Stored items
================================

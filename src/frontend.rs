//! Derived, per-cycle view over a container: its publishable address and
//! the policy deciding whether it appears in generated output.
//!
//! A [`FrontendDescriptor`] is computed once from a [`ContainerRecord`]
//! and a target network name, then treated as read-only for the rest of
//! the build cycle.

use clap::ValueEnum;
use log::warn;
use serde::{Deserialize, Serialize};

use crate::types::ContainerRecord;

pub const VIRTUAL_HOST: &str = "VIRTUAL_HOST";
pub const VIRTUAL_PATH: &str = "VIRTUAL_PATH";
pub const HTTP_PORT: &str = "HTTP_PORT";

pub const REASON_NO_VHOST: &str = "no virtual host or path";
pub const REASON_NO_PORT: &str = "no port exposed";

/// Whether frontends are advertised with SSL off, on, or forced.
///
/// Surfaced to templates as the descriptor's `ssl` field. The upstream
/// tooling never settled on a single value, so it is configuration here.
#[derive(Debug, Clone, Copy, PartialEq, Eq, Serialize, Deserialize, ValueEnum)]
#[serde(rename_all = "lowercase")]
pub enum SslPolicy {
    Off,
    On,
    Force,
}

impl Default for SslPolicy {
    fn default() -> Self {
        SslPolicy::Force
    }
}

/// Read-only view over one container for one target network.
#[derive(Debug, Clone, PartialEq, Serialize, Deserialize)]
pub struct FrontendDescriptor {
    pub id: String,
    pub name: String,
    #[serde(skip_serializing_if = "Option::is_none")]
    pub ip: Option<String>,
    #[serde(skip_serializing_if = "Option::is_none")]
    pub port: Option<String>,
    #[serde(skip_serializing_if = "Option::is_none")]
    pub virtual_host: Option<String>,
    #[serde(skip_serializing_if = "Option::is_none")]
    pub virtual_path: Option<String>,
    pub ssl: SslPolicy,
    pub publishable: bool,
    /// Human-readable reason when not publishable.
    #[serde(skip_serializing_if = "Option::is_none")]
    pub reason: Option<String>,
}

impl FrontendDescriptor {
    pub fn from_record(record: &ContainerRecord, network: &str, ssl: SslPolicy) -> Self {
        let virtual_host = record.env_var(VIRTUAL_HOST).map(str::to_string);
        let virtual_path = record.env_var(VIRTUAL_PATH).map(str::to_string);
        let port = resolve_port(record);
        let reason = unpublishable_reason(&virtual_host, &virtual_path, &port);

        FrontendDescriptor {
            id: record.id.clone(),
            name: record.name.clone(),
            ip: record.ip_on(network).map(str::to_string),
            port,
            virtual_host,
            virtual_path,
            ssl,
            publishable: reason.is_none(),
            reason: reason.map(str::to_string),
        }
    }
}

/// Resolve the port a container should be reached on.
///
/// Priority: an `HTTP_PORT` environment variable wins outright, with no
/// validation against the ports actually exposed. Otherwise the
/// lexicographically smallest exposed TCP port string is taken -- string
/// order, not numeric, matching the behaviour proxies downstream already
/// depend on. No exposed TCP port means no port.
pub fn resolve_port(record: &ContainerRecord) -> Option<String> {
    if let Some(raw) = record.env_var(HTTP_PORT) {
        return match raw.parse::<u32>() {
            Ok(n) => Some(n.to_string()),
            Err(_) => {
                warn!(
                    "container {} has unparseable {}={:?}, ignoring",
                    record.name, HTTP_PORT, raw
                );
                None
            }
        };
    }

    record
        .ports
        .iter()
        .filter(|p| p.proto == "tcp")
        .map(|p| p.port.as_str())
        .min()
        .map(str::to_string)
}

/// Exposed TCP ports that have a published host port.
pub fn public_local_ports(record: &ContainerRecord) -> Vec<String> {
    record
        .ports
        .iter()
        .filter(|p| p.proto == "tcp" && p.host_port.is_some())
        .map(|p| p.port.clone())
        .collect()
}

fn unpublishable_reason(
    virtual_host: &Option<String>,
    virtual_path: &Option<String>,
    port: &Option<String>,
) -> Option<&'static str> {
    let empty = |v: &Option<String>| v.as_deref().map_or(true, str::is_empty);

    if empty(virtual_host) && empty(virtual_path) {
        Some(REASON_NO_VHOST)
    } else if port.is_none() {
        Some(REASON_NO_PORT)
    } else {
        None
    }
}

#[cfg(test)]
mod tests {
    use super::*;
    use crate::types::PortSpec;

    fn tcp(port: &str) -> PortSpec {
        PortSpec {
            port: port.into(),
            proto: "tcp".into(),
            host_ip: None,
            host_port: None,
        }
    }

    fn record(env: &[(&str, &str)], ports: Vec<PortSpec>) -> ContainerRecord {
        ContainerRecord {
            id: "deadbeef".into(),
            name: "web".into(),
            env: env
                .iter()
                .map(|(k, v)| (k.to_string(), v.to_string()))
                .collect(),
            networks: [("frontnet".to_string(), "172.18.0.2".to_string())].into(),
            ports,
        }
    }

    #[test]
    fn http_port_env_wins_over_exposed_ports() {
        let rec = record(&[("HTTP_PORT", "8080")], vec![tcp("80"), tcp("443")]);
        assert_eq!(resolve_port(&rec), Some("8080".to_string()));
    }

    #[test]
    fn exposed_ports_pick_lexicographic_minimum() {
        // "80" < "8080" as strings; string order is the contract here.
        let rec = record(&[], vec![tcp("8080"), tcp("80")]);
        assert_eq!(resolve_port(&rec), Some("80".to_string()));
    }

    #[test]
    fn non_tcp_ports_are_ignored() {
        let rec = record(
            &[],
            vec![PortSpec {
                port: "53".into(),
                proto: "udp".into(),
                host_ip: None,
                host_port: None,
            }],
        );
        assert_eq!(resolve_port(&rec), None);
    }

    #[test]
    fn bad_http_port_does_not_fall_back() {
        let rec = record(&[("HTTP_PORT", "eighty")], vec![tcp("80")]);
        assert_eq!(resolve_port(&rec), None);
    }

    #[test]
    fn no_virtual_host_or_path_is_unpublishable_regardless_of_port() {
        let rec = record(&[], vec![tcp("80")]);
        let fc = FrontendDescriptor::from_record(&rec, "frontnet", SslPolicy::Force);
        assert!(!fc.publishable);
        assert_eq!(fc.reason.as_deref(), Some(REASON_NO_VHOST));
    }

    #[test]
    fn virtual_host_without_port_is_unpublishable() {
        let rec = record(&[("VIRTUAL_HOST", "a.example.com")], vec![]);
        let fc = FrontendDescriptor::from_record(&rec, "frontnet", SslPolicy::Force);
        assert!(!fc.publishable);
        assert_eq!(fc.reason.as_deref(), Some(REASON_NO_PORT));
    }

    #[test]
    fn host_and_port_is_publishable() {
        let rec = record(&[("VIRTUAL_HOST", "a.example.com")], vec![tcp("80")]);
        let fc = FrontendDescriptor::from_record(&rec, "frontnet", SslPolicy::On);
        assert!(fc.publishable);
        assert_eq!(fc.reason, None);
        assert_eq!(fc.ip.as_deref(), Some("172.18.0.2"));
        assert_eq!(fc.port.as_deref(), Some("80"));
        assert_eq!(fc.ssl, SslPolicy::On);
    }

    #[test]
    fn virtual_path_alone_satisfies_the_vhost_rule() {
        let rec = record(&[("VIRTUAL_PATH", "/api")], vec![tcp("80")]);
        let fc = FrontendDescriptor::from_record(&rec, "frontnet", SslPolicy::Force);
        assert!(fc.publishable);
    }

    #[test]
    fn public_local_ports_require_a_host_binding() {
        let mut published = tcp("8080");
        published.host_port = Some("80".into());
        let rec = record(&[], vec![tcp("9000"), published]);
        assert_eq!(public_local_ports(&rec), vec!["8080".to_string()]);
    }
}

================================

▸ TASK STATEMENT:
Return the data in full, with each line kept exactly as it is.

▸ OUTPUT FOR THIS EXERCISE:
filename src/frontend.rs
//! Derived, per-cycle view over a container: its publishable address and
//! the policy deciding whether it appears in generated output.
//!
//! A [`FrontendDescriptor`] is computed once from a [`ContainerRecord`]
//! and a target network name, then treated as read-only for the rest of
//! the build cycle.

use clap::ValueEnum;
use log::warn;
use serde::{Deserialize, Serialize};

use crate::types::ContainerRecord;

pub const VIRTUAL_HOST: &str = "VIRTUAL_HOST";
pub const VIRTUAL_PATH: &str = "VIRTUAL_PATH";
pub const HTTP_PORT: &str = "HTTP_PORT";

pub const REASON_NO_VHOST: &str = "no virtual host or path";
pub const REASON_NO_PORT: &str = "no port exposed";

/// Whether frontends are advertised with SSL off, on, or forced.
///
/// Surfaced to templates as the descriptor's `ssl` field. The upstream
/// tooling never settled on a single value, so it is configuration here.
#[derive(Debug, Clone, Copy, PartialEq, Eq, Serialize, Deserialize, ValueEnum)]
#[serde(rename_all = "lowercase")]
pub enum SslPolicy {
    Off,
    On,
    Force,
}

impl Default for SslPolicy {
    fn default() -> Self {
        SslPolicy::Force
    }
}

/// Read-only view over one container for one target network.
#[derive(Debug, Clone, PartialEq, Serialize, Deserialize)]
pub struct FrontendDescriptor {
    pub id: String,
    pub name: String,
    #[serde(skip_serializing_if = "Option::is_none")]
    pub ip: Option<String>,
    #[serde(skip_serializing_if = "Option::is_none")]
    pub port: Option<String>,
    #[serde(skip_serializing_if = "Option::is_none")]
    pub virtual_host: Option<String>,
    #[serde(skip_serializing_if = "Option::is_none")]
    pub virtual_path: Option<String>,
    pub ssl: SslPolicy,
    pub publishable: bool,
    /// Human-readable reason when not publishable.
    #[serde(skip_serializing_if = "Option::is_none")]
    pub reason: Option<String>,
}

impl FrontendDescriptor {
    pub fn from_record(record: &ContainerRecord, network: &str, ssl: SslPolicy) -> Self {
        let virtual_host = record.env_var(VIRTUAL_HOST).map(str::to_string);
        let virtual_path = record.env_var(VIRTUAL_PATH).map(str::to_string);
        let port = resolve_port(record);
        let reason = unpublishable_reason(&virtual_host, &virtual_path, &port);

        FrontendDescriptor {
            id: record.id.clone(),
            name: record.name.clone(),
            ip: record.ip_on(network).map(str::to_string),
            port,
            virtual_host,
            virtual_path,
            ssl,
            publishable: reason.is_none(),
            reason: reason.map(str::to_string),
        }
    }
}

/// Resolve the port a container should be reached on.
///
/// Priority: an `HTTP_PORT` environment variable wins outright, with no
/// validation against the ports actually exposed. Otherwise the
/// lexicographically smallest exposed TCP port string is taken -- string
/// order, not numeric, matching the behaviour proxies downstream already
/// depend on. No exposed TCP port means no port.
pub fn resolve_port(record: &ContainerRecord) -> Option<String> {
    if let Some(raw) = record.env_var(HTTP_PORT) {
        return match raw.parse::<u32>() {
            Ok(n) => Some(n.to_string()),
            Err(_) => {
                warn!(
                    "container {} has unparseable {}={:?}, ignoring",
                    record.name, HTTP_PORT, raw
                );
                None
            }
        };
    }

    record
        .ports
        .iter()
        .filter(|p| p.proto == "tcp")
        .map(|p| p.port.as_str())
        .min()
        .map(str::to_string)
}

/// Exposed TCP ports that have a published host port.
pub fn public_local_ports(record: &ContainerRecord) -> Vec<String> {
    record
        .ports
        .iter()
        .filter(|p| p.proto == "tcp" && p.host_port.is_some())
        .map(|p| p.port.clone())
        .collect()
}

fn unpublishable_reason(
    virtual_host: &Option<String>,
    virtual_path: &Option<String>,
    port: &Option<String>,
) -> Option<&'static str> {
    let empty = |v: &Option<String>| v.as_deref().map_or(true, str::is_empty);

    if empty(virtual_host) && empty(virtual_path) {
        Some(REASON_NO_VHOST)
    } else if port.is_none() {
        Some(REASON_NO_PORT)
    } else {
        None
    }
}

#[cfg(test)]
mod tests {
    use super::*;
    use crate::types::PortSpec;

    fn tcp(port: &str) -> PortSpec {
        PortSpec {
            port: port.into(),
            proto: "tcp".into(),
            host_ip: None,
            host_port: None,
        }
    }

    fn record(env: &[(&str, &str)], ports: Vec<PortSpec>) -> ContainerRecord {
        ContainerRecord {
            id: "deadbeef".into(),
            name: "web".into(),
            env: env
                .iter()
                .map(|(k, v)| (k.to_string(), v.to_string()))
                .collect(),
            networks: [("frontnet".to_string(), "172.18.0.2".to_string())].into(),
            ports,
        }
    }

    #[test]
    fn http_port_env_wins_over_exposed_ports() {
        let rec = record(&[("HTTP_PORT", "8080")], vec![tcp("80"), tcp("443")]);
        assert_eq!(resolve_port(&rec), Some("8080".to_string()));
    }

    #[test]
    fn exposed_ports_pick_lexicographic_minimum() {
        // "80" < "8080" as strings; string order is the contract here.
        let rec = record(&[], vec![tcp("8080"), tcp("80")]);
        assert_eq!(resolve_port(&rec), Some("80".to_string()));
    }

    #[test]
    fn non_tcp_ports_are_ignored() {
        let rec = record(
            &[],
            vec![PortSpec {
                port: "53".into(),
                proto: "udp".into(),
                host_ip: None,
                host_port: None,
            }],
        );
        assert_eq!(resolve_port(&rec), None);
    }

    #[test]
    fn bad_http_port_does_not_fall_back() {
        let rec = record(&[("HTTP_PORT", "eighty")], vec![tcp("80")]);
        assert_eq!(resolve_port(&rec), None);
    }

    #[test]
    fn no_virtual_host_or_path_is_unpublishable_regardless_of_port() {
        let rec = record(&[], vec![tcp("80")]);
        let fc = FrontendDescriptor::from_record(&rec, "frontnet", SslPolicy::Force);
        assert!(!fc.publishable);
        assert_eq!(fc.reason.as_deref(), Some(REASON_NO_VHOST));
    }

    #[test]
    fn virtual_host_without_port_is_unpublishable() {
        let rec = record(&[("VIRTUAL_HOST", "a.example.com")], vec![]);
        let fc = FrontendDescriptor::from_record(&rec, "frontnet", SslPolicy::Force);
        assert!(!fc.publishable);
        assert_eq!(fc.reason.as_deref(), Some(REASON_NO_PORT));
    }

    #[test]
    fn host_and_port_is_publishable() {
        let rec = record(&[("VIRTUAL_HOST", "a.example.com")], vec![tcp("80")]);
        let fc = FrontendDescriptor::from_record(&rec, "frontnet", SslPolicy::On);
        assert!(fc.publishable);
        assert_eq!(fc.reason, None);
        assert_eq!(fc.ip.as_deref(), Some("172.18.0.2"));
        assert_eq!(fc.port.as_deref(), Some("80"));
        assert_eq!(fc.ssl, SslPolicy::On);
    }

    #[test]
    fn virtual_path_alone_satisfies_the_vhost_rule() {
        let rec = record(&[("VIRTUAL_PATH", "/api")], vec![tcp("80")]);
        let fc = FrontendDescriptor::from_record(&rec, "frontnet", SslPolicy::Force);
        assert!(fc.publishable);
    }

    #[test]
    fn public_local_ports_require_a_host_binding() {
        let mut published = tcp("8080");
        published.host_port = Some("80".into());
        let rec = record(&[], vec![tcp("9000"), published]);
        assert_eq!(public_local_ports(&rec), vec!["8080".to_string()]);
    }
}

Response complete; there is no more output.